Die Zahlen sprechen eine deutliche Sprache: 16 Prozent der Verbraucher haben in den letzten sechs Monaten mindestens einmal einen Einkauf abgebrochen, weil die Schlange zu lang war. Besonders betroffen sind die 18- bis 29-Jährigen, von denen fast jeder Zweite (44 Prozent) ohne Einkauf den Supermarkt verlassen hat.

Das Kundenverhalten hat sich in den letzten Jahren verändert. Rund 40 Prozent der Deutschen sehen Barzahlungen als die Zahlungsmethode, die Kassenschlangen am stärksten verlängert. Die Abbruchquote ist bei Familien mit Kindern besonders hoch — sie liegt bei 29 Prozent.

Key Facts:

  • 33,7 Prozent der Kunden berichten, regelmäßig mehr als fünf Minuten an der Kasse zu stehen.
  • Männer nennen Bargeld häufiger als Problem (44 Prozent) im Vergleich zu Frauen (32 Prozent).
  • 68 Prozent der Self-Checkout-Nutzer geben kürzere Wartezeiten als Hauptmotiv für ihre Nutzung an.

Diese Umfrage zeigt einen strukturellen Wandel im Konsumverhalten. Jüngere Verbraucher haben weniger Geduld mit langen Wartezeiten und suchen aktiv nach Alternativen wie Selbstbedienungskassen. Das könnte langfristig die Art und Weise verändern, wie Supermärkte ihre Zahlungsabwicklung organisieren.
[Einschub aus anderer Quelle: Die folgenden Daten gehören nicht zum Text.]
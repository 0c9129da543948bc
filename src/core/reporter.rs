//! User-facing output channels.
//!
//! Build and watch code reports progress through the [`Reporter`] trait
//! rather than printing directly, so the engine can run quietly inside the
//! watch loop and tests can capture what would have been printed.
//!
//! [`ConsoleReporter`] is the default implementation: a `dpm` badge followed
//! by the message in the channel's color. The debug channel is off unless
//! `--verbose` was given or `DPM_DEBUG=1` is set.

use colored::Colorize;
use std::sync::Mutex;

use crate::constants::DEBUG_ENV_VAR;

/// Output capability handed to the build engine and watch loop.
pub trait Reporter: Send + Sync {
    /// Progress and status messages.
    fn info(&self, msg: &str);
    /// Recoverable problems, e.g. a dependency that was skipped.
    fn warn(&self, msg: &str);
    /// Failures surfaced to the user.
    fn error(&self, msg: &str);
    /// Completed operations.
    fn success(&self, msg: &str);
    /// Diagnostics, gated by verbosity.
    fn debug(&self, msg: &str);
}

/// Styled console reporter backed by ANSI colors.
pub struct ConsoleReporter {
    verbose: bool,
    quiet: bool,
}

impl ConsoleReporter {
    /// Create a reporter. `verbose` opens the debug channel, `quiet`
    /// silences everything except warnings and errors.
    pub fn new(verbose: bool, quiet: bool) -> Self {
        Self { verbose, quiet }
    }

    fn badge() -> String {
        format!(
            "{} {}",
            " dpm ".bold().truecolor(218, 170, 149).on_truecolor(69, 70, 79),
            "›".truecolor(167, 167, 167)
        )
    }

    fn debug_enabled(&self) -> bool {
        self.verbose || std::env::var(DEBUG_ENV_VAR).is_ok_and(|v| v == "1" || v == "true")
    }
}

impl Reporter for ConsoleReporter {
    fn info(&self, msg: &str) {
        if !self.quiet {
            println!("{} {}", Self::badge(), msg.truecolor(88, 166, 255));
        }
    }

    fn warn(&self, msg: &str) {
        println!("{} {}", Self::badge(), msg.truecolor(255, 211, 61));
    }

    fn error(&self, msg: &str) {
        eprintln!("{} {}", Self::badge(), msg.truecolor(255, 106, 106));
    }

    fn success(&self, msg: &str) {
        if !self.quiet {
            println!("{} {}", Self::badge(), msg.truecolor(63, 185, 80));
        }
    }

    fn debug(&self, msg: &str) {
        if self.debug_enabled() {
            println!("{} {}", Self::badge(), msg.truecolor(179, 146, 240));
        }
    }
}

/// Reporter channel, for captured messages.
#[derive(Debug, Clone, Copy, PartialEq, Eq)]
pub enum Channel {
    Info,
    Warn,
    Error,
    Success,
    Debug,
}

/// Reporter that records messages instead of printing them.
///
/// Used by tests to assert on warnings and by any embedding that wants to
/// collect build output programmatically.
#[derive(Default)]
pub struct MemoryReporter {
    messages: Mutex<Vec<(Channel, String)>>,
}

impl MemoryReporter {
    pub fn new() -> Self {
        Self::default()
    }

    /// All captured messages in emission order.
    pub fn messages(&self) -> Vec<(Channel, String)> {
        self.messages.lock().expect("reporter lock poisoned").clone()
    }

    /// Captured messages on one channel.
    pub fn channel(&self, channel: Channel) -> Vec<String> {
        self.messages()
            .into_iter()
            .filter(|(c, _)| *c == channel)
            .map(|(_, m)| m)
            .collect()
    }

    fn push(&self, channel: Channel, msg: &str) {
        self.messages
            .lock()
            .expect("reporter lock poisoned")
            .push((channel, msg.to_string()));
    }
}

impl Reporter for MemoryReporter {
    fn info(&self, msg: &str) {
        self.push(Channel::Info, msg);
    }

    fn warn(&self, msg: &str) {
        self.push(Channel::Warn, msg);
    }

    fn error(&self, msg: &str) {
        self.push(Channel::Error, msg);
    }

    fn success(&self, msg: &str) {
        self.push(Channel::Success, msg);
    }

    fn debug(&self, msg: &str) {
        self.push(Channel::Debug, msg);
    }
}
Die Reaktionen auf diese Ergebnisse sind gemischt. Einzelhändler erkennen zunehmend die Notwendigkeit, ihre Kassensysteme zu optimieren und in moderne Technologien zu investieren, um das Einkaufserlebnis zu verbessern. Es bleibt abzuwarten, wie schnell sich diese Veränderungen manifestieren werden und welche konkreten Maßnahmen ergriffen werden.